Market

IMF Minta Jokowi Cabut Larangan Ekspor Bijih Nikel, Bahlil: Melawan Akal Sehat

Terkait desakan Dana Moneter Internasional atau International Monetary Fund (IMF) agar Presiden Jokowi mencabut larangan ekspor nikel mentah, tampaknya bakal mentah.

Seperti disampaikan Menteri Investasi atau Kepala Badan Koordinasi penanaman Modal (BKPM), Bahlil Lahadalia, pemerintah Indonesia tidak akan menarik larangan ekspor nikel mentah. Sekalipun IMF yang memintanya. “Sampai langit runtuh pun kebijakan hirilisasi akan tetap menjadi kebijakan di masa Presiden Jokowi dan Ma’aruf Amin. Larangan ekspor (mineral mentah) tetap akan dijalankan,” tegas Menteri Bahlil, Jakarta, Jumat (30/6/2023).

Dia mengatakan, alasan IMF meminta pemerintah Indonesia mencabut larangan ekspor bijih nikel, sangat tidak sesuai fakta. Misalnya, IMF menyatakan Indonesia akan merugi bila meneruskan pelarangan ekspor nikel mentah, menurutnya, tidak masuk akal sehat.

“IMF mengatakan Indonesia justru akan merugi, ini di luar nalar sehat saya. Dari mana rugi? Justru, hilirisasi menciptakan nilai tambah tinggi di negara kita. IMF mendukung tujuan hilirisasi untuk dorong transformasi struktural, namun IMF menentang kebijakan larangan ekspor. Ini aneh,” ungkapnya.

Menteri Bahlil menerangkan, kebijakan hirilisasi dan larangan ekspor mineral mentah seperti bijih nikel, memberikan manfaat yang signifikan untuk Indonesia.

Ketika kebijakan ekspor bijih nikel dilarang dengan melakukan hirilisasi, nilai ekspor meroket hingga US$ 30 miliar.
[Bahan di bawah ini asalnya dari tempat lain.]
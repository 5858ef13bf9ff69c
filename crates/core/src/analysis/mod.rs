//! Tempo detection: from a captured [`SampleBuffer`] to a [`BpmValue`].

mod spectral;

use std::{fmt, future::Future, time::Duration};

use serde::{Deserialize, Serialize};

use crate::{
    audio::{AudioCaptureService, InputBackend},
    BeatVizError, Result, SampleBuffer,
};

pub use spectral::SpectralFluxEstimator;

/// A tempo in beats per minute. Always strictly positive and finite.
#[derive(Debug, Clone, Copy, PartialEq, PartialOrd, Serialize, Deserialize)]
#[serde(try_from = "f64", into = "f64")]
pub struct BpmValue(f64);

impl BpmValue {
    pub fn new(bpm: f64) -> Result<Self> {
        if bpm.is_finite() && bpm > 0.0 {
            Ok(Self(bpm))
        } else {
            Err(BeatVizError::InvalidTempo(bpm))
        }
    }

    pub fn get(self) -> f64 {
        self.0
    }

    /// Beats per second, the rate a beat clock runs at.
    pub fn ticks_per_second(self) -> f64 {
        self.0 / 60.0
    }

    /// Time between two beats.
    pub fn period(self) -> Duration {
        Duration::from_secs_f64(60.0 / self.0)
    }
}

impl TryFrom<f64> for BpmValue {
    type Error = BeatVizError;

    fn try_from(value: f64) -> Result<Self> {
        Self::new(value)
    }
}

impl From<BpmValue> for f64 {
    fn from(value: BpmValue) -> Self {
        value.0
    }
}

impl fmt::Display for BpmValue {
    fn fmt(&self, f: &mut fmt::Formatter<'_>) -> fmt::Result {
        write!(f, "{:.1} bpm", self.0)
    }
}

/// Turns a buffer of audio into a tempo. Implementations may fail with
/// [`BeatVizError::EstimationFailed`].
pub trait TempoEstimator {
    fn estimate(&self, buffer: SampleBuffer) -> impl Future<Output = Result<BpmValue>>;
}

/// Where the tempo handed to the beat clock came from.
#[derive(Debug, Clone, PartialEq)]
pub enum TempoSource {
    Detected,
    /// The live pipeline failed; the message says why.
    Fallback(String),
}

#[derive(Debug, Clone, PartialEq)]
pub struct TempoResolution {
    pub bpm: BpmValue,
    pub source: TempoSource,
}

/// Runs capture and estimation once, degrading to `fallback` on any audio or
/// estimation failure. Other errors (poisoned state, misuse) are returned.
/// Capture is stopped once the buffer has been taken.
pub async fn resolve_tempo<B, E>(
    capture: &mut AudioCaptureService<B>,
    estimator: &E,
    fallback: BpmValue,
) -> Result<TempoResolution>
where
    B: InputBackend,
    E: TempoEstimator,
{
    match detect_tempo(capture, estimator).await {
        Ok(bpm) => {
            tracing::info!(%bpm, "detected tempo");
            Ok(TempoResolution {
                bpm,
                source: TempoSource::Detected,
            })
        }
        Err(err) if err.falls_back_to_default_tempo() => {
            tracing::warn!(error = %err, %fallback, "live tempo unavailable, using default");
            Ok(TempoResolution {
                bpm: fallback,
                source: TempoSource::Fallback(err.to_string()),
            })
        }
        Err(err) => Err(err),
    }
}

async fn detect_tempo<B, E>(capture: &mut AudioCaptureService<B>, estimator: &E) -> Result<BpmValue>
where
    B: InputBackend,
    E: TempoEstimator,
{
    if !capture.is_initialized() {
        capture.initialize().await?;
    }
    // One buffer is all the pipeline needs; the device is released as soon as
    // it is in hand.
    let buffer = capture.get_buffer().await;
    capture.stop();
    estimator.estimate(buffer?).await
}

#[cfg(test)]
mod tests {
    use std::sync::atomic::Ordering;

    use super::*;
    use crate::{audio::tests::ManualInput, AudioConfig};

    #[test]
    fn rejects_non_positive_tempo() {
        for value in [0.0, -1.0, -120.0, f64::NAN, f64::INFINITY] {
            let err = BpmValue::new(value).unwrap_err();
            assert!(matches!(err, BeatVizError::InvalidTempo(_)));
        }
    }

    #[test]
    fn converts_to_clock_rate() {
        let bpm = BpmValue::new(80.0).unwrap();
        assert!((bpm.ticks_per_second() - 80.0 / 60.0).abs() < 1e-12);
        assert_eq!(bpm.period(), Duration::from_millis(750));
    }

    #[test]
    fn period_matches_sixty_over_bpm() {
        for value in [1.0, 47.5, 90.0, 128.0, 174.0, 300.0] {
            let bpm = BpmValue::new(value).unwrap();
            let expected = 60.0 / value;
            assert!((bpm.period().as_secs_f64() - expected).abs() < 1e-9);
        }
    }

    struct FixedEstimate(f64);

    impl TempoEstimator for FixedEstimate {
        async fn estimate(&self, buffer: SampleBuffer) -> Result<BpmValue> {
            assert!(!buffer.is_empty());
            BpmValue::new(self.0)
        }
    }

    #[tokio::test(start_paused = true)]
    async fn pipeline_releases_the_device_once_it_has_a_buffer() {
        let input = ManualInput::default();
        let config = AudioConfig {
            buffer_len: 4,
            ..AudioConfig::default()
        };
        let mut capture = AudioCaptureService::new(input.clone(), config);
        capture.initialize().await.unwrap();
        input.push(&[0.1, 0.2, 0.3, 0.4]);

        let fallback = BpmValue::new(80.0).unwrap();
        let resolution = resolve_tempo(&mut capture, &FixedEstimate(126.0), fallback)
            .await
            .unwrap();
        assert_eq!(resolution.bpm.get(), 126.0);
        assert_eq!(resolution.source, TempoSource::Detected);
        assert!(!capture.is_capturing());
        assert!(input.released.load(Ordering::SeqCst));
    }

    #[tokio::test(start_paused = true)]
    async fn out_of_range_estimate_falls_back() {
        let input = ManualInput::default();
        let config = AudioConfig {
            buffer_len: 2,
            ..AudioConfig::default()
        };
        let mut capture = AudioCaptureService::new(input.clone(), config);
        capture.initialize().await.unwrap();
        input.push(&[0.5, 0.5]);

        let fallback = BpmValue::new(80.0).unwrap();
        let resolution = resolve_tempo(&mut capture, &FixedEstimate(-3.0), fallback)
            .await
            .unwrap();
        assert_eq!(resolution.bpm, fallback);
        assert!(matches!(resolution.source, TempoSource::Fallback(_)));
    }

    #[test]
    fn deserialisation_enforces_positive_tempo() {
        let ok: BpmValue = serde_json::from_str("96.0").unwrap();
        assert_eq!(ok.get(), 96.0);
        assert!(serde_json::from_str::<BpmValue>("0.0").is_err());
    }
}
Atau setara Rp450 triliun dengan asumsi kurs Rp15.000/US$. Jauh di atas ekspor bijih nikel pada 2017 dan 2018 yang hanya sekitar US$2,3 miliar (Rp34,5 triliun). Atau 13 kali lipat.

Bahkan, pada 2016 hingga 2017 defisit neraca perdagangan Indonesia dengan China sebesar US$18 miliar (Rp270 triliun). Namun dengan adanya hirilisasi dengan mendorong ekspor yang tidak lagi dalam bentuk komoditas alias dalam bentuk barang setengah jadi dan jadi.

Pada 2022, defisit neraca perdagangan Indonesia dengan China susut menjadi US$ 1,8 miliar (Rp27 triliun). Sedangkan kuartal I-2023, melahirkan surplus US$1,2 miliar (Rp18 triliun).

Selain itu, lanjut Menteri Bahlil, hilirisasi minerall di Indonesia justru mendorong lahirnya surplus neraca perdagangan hingga 27 bulan berturut-turut. Bahkan, neraca pembayaran mengalami perbaikan karena hilirisasi yang dicanangkan Jokowi.

“Terkait pernyataan IMF soal pendapatan negara akan berkurang, justru 2021 hingga 2022, target pendapatan negara tercapai terus. Dan tidak hanya berbicara pada pendapatan negara, akibat hirlisasi justru terjadi pemerataan di daerah-daerah, utamanya daerah penghasil bahan baku,” jelasnya.

Meski begitu, dia mengakui adanya penurunan dari sisi pendapatan pajak ekspor komoditas. Namun bisa dikesampingkan karena pendapatan dari PPh badan, PPN, serta PPh 21 dari tenaga kerja, meningkat. Dampak program hilirisasi mineral mentah.

Sebelumnya, IMF mendesak Presiden Jokowi mempertimbangkan pelonggaran pembatasan ekspor nikel dan komoditas lainnya. Permintaan itu disampaikan dalam IMF Executive Board Concludes 2023 Article IV Consultation with Indonesia yang dikeluarkan Minggu (25/6/2023).

Dalam laporan itu, IMF sebenarnya menyambut baik ambisi Indonesia untuk meningkatkan nilai tambah dalam ekspor mineral, termasuk menarik investasi asing dari kebijakan larangan ekspor itu.

Selain itu, IMF tersebut juga mendukung langkah Indonesia yang memfasilitasi transfer keterampilan dan teknologi. Namun, mereka mencatat bahwa kebijakan harus didasarkan pada analisis biaya-manfaat yang lebih lanjut, dan dirancang untuk meminimalkan dampak lintas batas.

“Dalam konteks itu, para direktur mengimbau untuk mempertimbangkan penghapusan bertahap pembatasan ekspor dan tidak memperluas pembatasan tersebut ke komoditas lain,” tulis laporan tersebut.